Populate the cache from an existing directory.

This will copy all files from the source directory to the cache directory. If a file with the same name already exists in the cache, it will be skipped.

Parameters:

Name	Type	Description	Default
`source_dir`	`Path`	The directory to populate the cache from.	required

Returns:

Type	Description
`dict[Path, Path]`	A dictionary mapping source file paths to their cached paths.

Raises:

Type	Description
`NotADirectoryError`	If the source_dir is not a directory.

`InvalidContentEncodingError`

Bases: ClientResponseError

Content encoding is invalid.

`NestedAsyncIOLoopError`

Bases: RuntimeError

Custom error for nested async I/O loops.

`PassthroughCacher`

Bases: Cacher

A cacher that caches nothing.

On writes it just writes to the target path.

`async_copyfile(source, target, copy_method='copy')` `async`

Asynchronously make target path be same file as source by either copying or symlinking or hardlinking.

Note that the hardlink copy method only works within the same filesystem and is harder to track.
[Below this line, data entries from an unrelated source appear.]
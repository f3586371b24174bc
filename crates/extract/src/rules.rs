//! Subject–verb–object patterns over a dependency parse.

use nlp::{Doc, Pos, Token, dep};

use crate::schema::Edge;

const SUBJECT_DEPS: &[&str] = &[dep::NSUBJ, dep::NSUBJPASS];
const OBJECT_DEPS: &[&str] = &[dep::DOBJ, dep::POBJ];

/// Sentence roots and verbs can govern a relation.
pub fn is_predicate(token: &Token) -> bool {
    token.is_root() || token.pos == Pos::Verb
}

/// First subject among the left dependents of `i`.
pub fn subject_of(doc: &Doc, i: usize) -> Option<&Token> {
    doc.lefts(i).find(|t| t.has_dep(SUBJECT_DEPS))
}

/// First object among the right dependents of `i`.
pub fn object_of(doc: &Doc, i: usize) -> Option<&Token> {
    doc.rights(i).find(|t| t.has_dep(OBJECT_DEPS))
}

/// The edge governed by token `i`, if it has both a subject and an object.
///
/// Only the first subject and first object are used; further conjuncts on
/// the same verb do not produce edges.
pub fn relation_at(doc: &Doc, i: usize) -> Option<Edge> {
    let verb = doc.token(i);
    if !is_predicate(verb) {
        return None;
    }

    let subject = subject_of(doc, i)?;
    let object = object_of(doc, i)?;

    Some(Edge {
        source: doc.token_text(subject.index).trim().to_string(),
        target: doc.token_text(object.index).trim().to_string(),
        label: verb.lemma.clone(),
    })
}

#[cfg(test)]
mod tests {
    use super::*;
    use nlp::fixtures;

    #[test]
    fn test_root_verb_relation() {
        let doc = fixtures::cat_chased_mouse().unwrap();

        let edge = relation_at(&doc, 2).unwrap();
        assert_eq!(edge.source, "cat");
        assert_eq!(edge.target, "mouse");
        assert_eq!(edge.label, "chase");
    }

    #[test]
    fn test_non_predicates_yield_nothing() {
        let doc = fixtures::cat_chased_mouse().unwrap();

        assert!(relation_at(&doc, 1).is_none());
        assert!(relation_at(&doc, 4).is_none());
    }

    #[test]
    fn test_root_without_verb_needs_both_arguments() {
        let doc = fixtures::red_car().unwrap();

        assert!(is_predicate(doc.token(1)));
        assert!(relation_at(&doc, 1).is_none());
    }

    #[test]
    fn test_object_must_be_on_the_right() {
        // "Mice the cat chased": object precedes the verb
        let doc = fixtures::parse(
            "Mice the cat chased",
            &[
                ("Mice", "NOUN", "dobj", 3, "mouse"),
                ("the", "DET", "det", 2, "the"),
                ("cat", "NOUN", "nsubj", 3, "cat"),
                ("chased", "VERB", "ROOT", 3, "chase"),
            ],
        )
        .unwrap();

        assert!(subject_of(&doc, 3).is_some());
        assert!(object_of(&doc, 3).is_none());
        assert!(relation_at(&doc, 3).is_none());
    }

    #[test]
    fn test_first_subject_and_object_win() {
        let doc = fixtures::parse(
            "Ann and Bo ate rice and beans",
            &[
                ("Ann", "PROPN", "nsubj", 3, "Ann"),
                ("and", "CCONJ", "cc", 0, "and"),
                ("Bo", "PROPN", "nsubj", 3, "Bo"),
                ("ate", "VERB", "ROOT", 3, "eat"),
                ("rice", "NOUN", "dobj", 3, "rice"),
                ("and", "CCONJ", "cc", 4, "and"),
                ("beans", "NOUN", "dobj", 3, "bean"),
            ],
        )
        .unwrap();

        let edge = relation_at(&doc, 3).unwrap();
        assert_eq!(edge.source, "Ann");
        assert_eq!(edge.target, "rice");
        assert_eq!(edge.label, "eat");
    }

    #[test]
    fn test_passive_subject_with_prepositional_object_on_verb() {
        let doc = fixtures::parse(
            "Bread is baked in ovens",
            &[
                ("Bread", "NOUN", "nsubjpass", 2, "bread"),
                ("is", "AUX", "auxpass", 2, "be"),
                ("baked", "VERB", "ROOT", 2, "bake"),
                ("in", "ADP", "prep", 2, "in"),
                ("ovens", "NOUN", "pobj", 2, "oven"),
            ],
        )
        .unwrap();

        let edge = relation_at(&doc, 2).unwrap();
        assert_eq!(edge.source, "Bread");
        assert_eq!(edge.target, "ovens");
        assert_eq!(edge.label, "bake");
    }

    #[test]
    fn test_endpoint_text_is_trimmed() {
        // The engine reports the subject with its trailing blanks
        let doc = fixtures::parse(
            "Dogs  chase cats",
            &[
                ("Dogs  ", "NOUN", "nsubj", 1, "dog"),
                ("chase", "VERB", "ROOT", 1, "chase"),
                ("cats", "NOUN", "dobj", 1, "cat"),
            ],
        )
        .unwrap();

        assert_eq!(doc.token_text(0), "Dogs  ");
        let edge = relation_at(&doc, 1).unwrap();
        assert_eq!(edge.source, "Dogs");
        assert_eq!(edge.target, "cats");
    }
}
If you want to track cached files easily then use 'symlink'. On Windows you need developer mode or admin privileges to create symlinks.

Parameters:

Name	Type	Description	Default
`source`	`Path`	The source file to copy.	required
`target`	`Path`	The target file to create.	required
`copy_method`	`CopyMethod`	The method to use for copying.	`'copy'`

Raises:

Type	Description
`FileNotFoundError`	If the source file or parent of target does not exist.
`FileExistsError`	If the target file already exists.
`ValueError`	If an unknown copy method is provided.

`copyfile(source, target, copy_method='copy')`

Make target path be same file as source by either copying or symlinking or hardlinking.

Note that the hardlink copy method only works within the same filesystem and is harder to track. If you want to track cached files easily then use 'symlink'. On Windows you need developer mode or admin privileges to create symlinks.

Parameters:

Name	Type	Description	Default
`source`	`Path`	The source file to copy or link.	required
`target`	`Path`	The target file to create.	required
`copy_method`	`CopyMethod`	The method to use for copying.	`'copy'`

Raises:

Type	Description
`FileNotFoundError`	If the source file or parent of target does not exist.
`FileExistsError`	If the target file already exists.
`ValueError`	If an unknown copy method is provided.

`friendly_session(retries=3, total_timeout=300)` `async`

Create an aiohttp session with retry capabilities.

Examples:

Use as async context:

>>> async with friendly_session(retries=5, total_timeout=60) as session:
>>>     r = await session.get("https://example.com/api/data")
>>>     print(r)
<ClientResponse(https://example.com/api/data) [404 Not Found]>
<CIMultiDictProxy('Accept-Ranges': 'bytes', ...

Parameters:

Name	Type	Description	Default
`retries`	`int`	The number of retry attempts for failed requests.	`3`
`total_timeout`	`int`	The total timeout for a request in seconds.	`300`

`populate_cache_command(raw_args=None)`

Command line interface to populate the cache from an existing directory.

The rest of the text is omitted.